Have you been cheated on?
_Posted via Mobile Device_


----------



## Saffron (Mar 7, 2010)

trey69 said:


> If your spouse has cheated on you, your hurt/anger should be directed at your spouse, not the OM/OW. I understand you would be hurt ad angry at the other party involved, BUT your spouse is who you're married to, and thats where the issue(s) should be dealt with. It doesn't mean the OM/OW gets off scott free, they will ahve their own battel to deal with. It means your attention/ focus is on the person (your spouse who betrayed you)



Believe me, my hurt & anger was all directed at my spouse when I first found out. At least a good solid week of 24/7 $#!+storm. My focus was only on his betrayal, I don't even remember feeling anything towards the OW initially. 

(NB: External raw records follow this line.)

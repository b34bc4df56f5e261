//! Leaderboard data model.
//!
//! The stats API is loose about types: ranks and scores may be missing,
//! null, numeric strings or floats. Everything is folded into the
//! `Rank` / `Score` sum types here so the rest of the crate never has to
//! second-guess a JSON value.

pub mod fetcher;

use serde::{Deserialize, Deserializer, Serialize, Serializer};
use serde_json::Value;
use std::cmp::Ordering;
use std::fmt;

/// Placeholder rendered for any value the API did not report.
pub const UNKNOWN_PLACEHOLDER: &str = "n/a";

/// Leaderboard position. `Unknown` when the API omitted it or sent junk.
#[derive(Debug, Clone, Copy, PartialEq, Eq, Default)]
pub enum Rank {
    Known(i64),
    #[default]
    Unknown,
}

/// Leaderboard score. `Unknown` when the API omitted it or sent junk.
#[derive(Debug, Clone, Copy, PartialEq, Default)]
pub enum Score {
    Known(f64),
    #[default]
    Unknown,
}

impl Rank {
    pub fn known(&self) -> Option<i64> {
        match self {
            Rank::Known(r) => Some(*r),
            Rank::Unknown => None,
        }
    }

    fn from_json(value: Option<&Value>) -> Self {
        let parsed = match value {
            Some(Value::Number(n)) => n.as_i64().or_else(|| {
                n.as_f64()
                    .filter(|f| f.fract() == 0.0 && f.is_finite())
                    .map(|f| f as i64)
            }),
            Some(Value::String(s)) => s.trim().parse::<i64>().ok(),
            _ => None,
        };
        parsed.map_or(Rank::Unknown, Rank::Known)
    }
}

impl Score {
    pub fn known(&self) -> Option<f64> {
        match self {
            Score::Known(s) => Some(*s),
            Score::Unknown => None,
        }
    }

    fn from_json(value: Option<&Value>) -> Self {
        let parsed = match value {
            Some(Value::Number(n)) => n.as_f64(),
            Some(Value::String(s)) => s.trim().parse::<f64>().ok(),
            _ => None,
        };
        parsed
            .filter(|f| f.is_finite())
            .map_or(Score::Unknown, Score::Known)
    }

    /// Ascending order with every `Unknown` after every known score.
    pub fn ascending_unknown_last(&self, other: &Score) -> Ordering {
        match (self, other) {
            (Score::Known(a), Score::Known(b)) => a.total_cmp(b),
            (Score::Known(_), Score::Unknown) => Ordering::Less,
            (Score::Unknown, Score::Known(_)) => Ordering::Greater,
            (Score::Unknown, Score::Unknown) => Ordering::Equal,
        }
    }
}

impl fmt::Display for Rank {
    fn fmt(&self, f: &mut fmt::Formatter<'_>) -> fmt::Result {
        match self {
            Rank::Known(r) => fmt::Display::fmt(r, f),
            Rank::Unknown => f.pad(UNKNOWN_PLACEHOLDER),
        }
    }
}

impl fmt::Display for Score {
    fn fmt(&self, f: &mut fmt::Formatter<'_>) -> fmt::Result {
        match self {
            Score::Known(s) => fmt::Display::fmt(s, f),
            Score::Unknown => f.pad(UNKNOWN_PLACEHOLDER),
        }
    }
}

// Unknown is persisted as JSON null.

impl Serialize for Rank {
    fn serialize<S: Serializer>(&self, serializer: S) -> Result<S::Ok, S::Error> {
        self.known().serialize(serializer)
    }
}

impl Serialize for Score {
    fn serialize<S: Serializer>(&self, serializer: S) -> Result<S::Ok, S::Error> {
        self.known().serialize(serializer)
    }
}

impl<'de> Deserialize<'de> for Rank {
    fn deserialize<D: Deserializer<'de>>(deserializer: D) -> Result<Self, D::Error> {
        let value = Option::<Value>::deserialize(deserializer)?;
        Ok(Rank::from_json(value.as_ref()))
    }
}

impl<'de> Deserialize<'de> for Score {
    fn deserialize<D: Deserializer<'de>>(deserializer: D) -> Result<Self, D::Error> {
        let value = Option::<Value>::deserialize(deserializer)?;
        Ok(Score::from_json(value.as_ref()))
    }
}

/// One entry of the model leaderboard.
#[derive(Debug, Clone, PartialEq, Serialize, Deserialize)]
pub struct WalletRecord {
    /// Address as the API spelled it. Use [`normalize_wallet`] before comparing.
    #[serde(default, deserialize_with = "string_or_empty")]
    pub wallet: String,
    #[serde(default)]
    pub rank: Rank,
    #[serde(default, rename = "submission_phase_score")]
    pub score: Score,
    #[serde(default, deserialize_with = "lenient_text")]
    pub finalized_at: Option<String>,
}

impl WalletRecord {
    pub fn normalized_wallet(&self) -> String {
        normalize_wallet(&self.wallet)
    }
}

/// One page of `/models` results.
#[derive(Debug, Clone, Default, Deserialize)]
pub struct LeaderboardPage {
    #[serde(default)]
    pub items: Vec<WalletRecord>,
    #[serde(default, deserialize_with = "lenient_count")]
    pub total: Option<u64>,
}

/// Case-folds a wallet address so `0xABC` and `0xabc` are the same key.
pub fn normalize_wallet(address: &str) -> String {
    address.trim().to_lowercase()
}

fn string_or_empty<'de, D: Deserializer<'de>>(deserializer: D) -> Result<String, D::Error> {
    let value = Option::<Value>::deserialize(deserializer)?;
    Ok(match value {
        Some(Value::String(s)) => s,
        _ => String::new(),
    })
}

/// Descriptive text field: strings as-is, other scalars via their JSON text.
fn lenient_text<'de, D: Deserializer<'de>>(deserializer: D) -> Result<Option<String>, D::Error> {
    let value = Option::<Value>::deserialize(deserializer)?;
    Ok(match value {
        None | Some(Value::Null) => None,
        Some(Value::String(s)) => Some(s),
        Some(other) => Some(other.to_string()),
    })
}

fn lenient_count<'de, D: Deserializer<'de>>(deserializer: D) -> Result<Option<u64>, D::Error> {
    let value = Option::<Value>::deserialize(deserializer)?;
    Ok(value.as_ref().and_then(Value::as_u64))
}

#[cfg(test)]
mod tests {
    use super::*;

    #[test]
    fn test_lenient_record_parsing() {
        let page: LeaderboardPage = serde_json::from_str(
            r#"{"items": [
                {"wallet": "0xABC", "rank": 5, "submission_phase_score": 1.23, "finalized_at": "2024-11-02"},
                {"wallet": "0xdef", "rank": "7", "submission_phase_score": "0.5"},
                {"wallet": null, "rank": null},
                {"wallet": "0x111", "rank": 3.0, "submission_phase_score": "unknown"}
            ]}"#,
        )
        .unwrap();

        assert_eq!(page.items.len(), 4);
        assert_eq!(page.items[0].rank, Rank::Known(5));
        assert_eq!(page.items[0].score, Score::Known(1.23));
        assert_eq!(page.items[1].rank, Rank::Known(7));
        assert_eq!(page.items[1].score, Score::Known(0.5));
        assert_eq!(page.items[2].wallet, "");
        assert_eq!(page.items[2].rank, Rank::Unknown);
        assert_eq!(page.items[2].score, Score::Unknown);
        assert_eq!(page.items[3].rank, Rank::Known(3));
        assert_eq!(page.items[3].score, Score::Unknown);
    }

    #[test]
    fn test_descriptive_fields_never_reject_page() {
        let page: LeaderboardPage = serde_json::from_str(
            r#"{"total": "many", "items": [
                {"wallet": "0xabc", "rank": 5, "submission_phase_score": 1.23, "finalized_at": 1730000000},
                {"wallet": "0xdef", "rank": 6, "finalized_at": {"at": "noon"}},
                {"wallet": "0x111", "rank": 7, "finalized_at": null}
            ]}"#,
        )
        .unwrap();

        assert_eq!(page.total, None);
        assert_eq!(page.items.len(), 3);
        assert_eq!(page.items[0].finalized_at.as_deref(), Some("1730000000"));
        assert_eq!(page.items[0].score, Score::Known(1.23));
        assert_eq!(page.items[1].finalized_at.as_deref(), Some(r#"{"at":"noon"}"#));
        assert_eq!(page.items[2].finalized_at, None);

        let page: LeaderboardPage = serde_json::from_str(r#"{"total": -3, "items": []}"#).unwrap();
        assert_eq!(page.total, None);
        let page: LeaderboardPage = serde_json::from_str(r#"{"total": 120, "items": []}"#).unwrap();
        assert_eq!(page.total, Some(120));
    }

    #[test]
    fn test_missing_items_is_empty_page() {
        let page: LeaderboardPage = serde_json::from_str(r#"{"detail": "nope"}"#).unwrap();
        assert!(page.items.is_empty());
    }

    #[test]
    fn test_unknown_formats_as_placeholder() {
        assert_eq!(format!("{:.4}", Score::Unknown), "n/a");
        assert_eq!(format!("{:.4}", Score::Known(1.5)), "1.5000");
        assert_eq!(Rank::Unknown.to_string(), "n/a");
        assert_eq!(Rank::Known(12).to_string(), "12");
    }

    #[test]
    fn test_unknown_sorts_last() {
        let mut scores = vec![Score::Unknown, Score::Known(2.0), Score::Known(-1.0), Score::Unknown];
        scores.sort_by(|a, b| a.ascending_unknown_last(b));
        assert_eq!(
            scores,
            vec![Score::Known(-1.0), Score::Known(2.0), Score::Unknown, Score::Unknown]
        );
    }

    #[test]
    fn test_normalize_wallet() {
        assert_eq!(normalize_wallet("  0xAbC "), "0xabc");
    }
}
use anyhow::Context;
use rankwatch::config::Config;
use rankwatch::leaderboard::fetcher::HttpFetcher;
use rankwatch::monitor::{Monitor, MonitorSettings};
use rankwatch::notify::message::MessageBuilder;
use rankwatch::notify::WebhookNotifier;
use rankwatch::reconcile::Reconciler;
use rankwatch::shutdown::shutdown_signal;
use rankwatch::store::JsonSnapshotStore;
use std::path::PathBuf;
use tokio_util::sync::CancellationToken;
use tracing::{error, info};

const DEFAULT_CONFIG_PATH: &str = "rankwatch.toml";

#[tokio::main]
async fn main() -> anyhow::Result<()> {
    // Load .env if present
    let _ = dotenvy::dotenv();

    // Load config
    let config_path = std::env::var("RANKWATCH_CONFIG")
        .map(PathBuf::from)
        .unwrap_or_else(|_| PathBuf::from(DEFAULT_CONFIG_PATH));
    let config_from_file = config_path.exists();
    let config = if config_from_file {
        Config::load(&config_path)
            .with_context(|| format!("loading {}", config_path.display()))?
    } else {
        Config::from_env().context("loading config from environment")?
    };

    // Initialize logging
    let env_filter = tracing_subscriber::EnvFilter::try_from_default_env()
        .unwrap_or_else(|_| tracing_subscriber::EnvFilter::new(&config.logging.level));

    if config.logging.json {
        tracing_subscriber::fmt()
            .json()
            .with_env_filter(env_filter)
            .init();
    } else {
        tracing_subscriber::fmt()
            .with_env_filter(env_filter)
            .init();
    }

    info!("rankwatch v{} starting", env!("CARGO_PKG_VERSION"));
    if !config_from_file {
        info!(path = %config_path.display(), "no config file found, using env-only config");
    }

    config.validate()?;

    let watch_set = config.monitor.watch_set();
    info!(
        app = %config.monitor.app_name,
        tasks = ?config.monitor.task_ids,
        wallets = watch_set.len(),
        snapshot = %config.monitor.snapshot_path.display(),
        proxy = config.proxy.enabled,
        "configuration loaded"
    );

    // --- Components ---
    let fetcher = HttpFetcher::new(&config.api).context("building API client")?;
    let notifier =
        WebhookNotifier::new(&config.webhook, &config.proxy).context("building webhook client")?;
    let store = JsonSnapshotStore::new(config.monitor.snapshot_path.clone());
    let reconciler = Reconciler::new(store, watch_set);
    let messages = MessageBuilder::new(
        config.monitor.app_name.clone(),
        config.monitor.rank_alert_threshold,
    );

    // --- Shutdown ---
    let shutdown = CancellationToken::new();
    match shutdown_signal() {
        Ok(signal) => {
            let signal_token = shutdown.clone();
            tokio::spawn(async move {
                signal.await;
                info!("shutdown signal received, finishing current check...");
                signal_token.cancel();
            });
        }
        Err(e) => error!(error = %e, "failed to install signal handlers, graceful shutdown disabled"),
    }

    let mut monitor = Monitor::new(
        MonitorSettings::from(&config.monitor),
        fetcher,
        notifier,
        reconciler,
        messages,
        shutdown,
    );
    let iterations = monitor.run().await;

    info!(iterations, "shutdown complete");
    Ok(())
}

However, it's unhealthy and difficult to sustain that anger. So you talk and talk and talk with your WS and try to put together the puzzle of the A in your head. Hopefully you get your questions answered, so you can try moving forward. Eventually the anger disipates and you make a decision. Rebuild or quit the relationship. If you decide to rebuild, you have to let the anger go and try to focus on the marriage not the affair. The anger still pops up, but not as frequently. Some may shift the anger towards the OW, especially if they're fishing after NC has been declared. Depends on the person and situation.

The only times I've felt major anger directed at the OW, were the 2x she tried to contact my H since he asked for NC. She had asked for NC too and the fishing feels like another betrayal. She's going against her agreement to leave my H alone and focus on her own marriage. That is what p!$$es me off. However, if I ever find out my H responds or attempts contact with OW, the hurt & anger will all be directed towards him.


----------



## Jellybeans (Mar 8, 2011)

morituri said:


> Because it's been my experience that most the OW, especially single women, are not satisfied with simply being f**k buddies to their married men. More OW than OM, want to have an open and committed relationship with their married men. Of course there are married OW who simply use the OM like their male counterparts use their OW, who have no intention to leave their husbands and their families for their lovers.
> 
> For every OM that wants to have an open and committed relationship with his married woman, there are probably 2 to 3 times more OW who want the same.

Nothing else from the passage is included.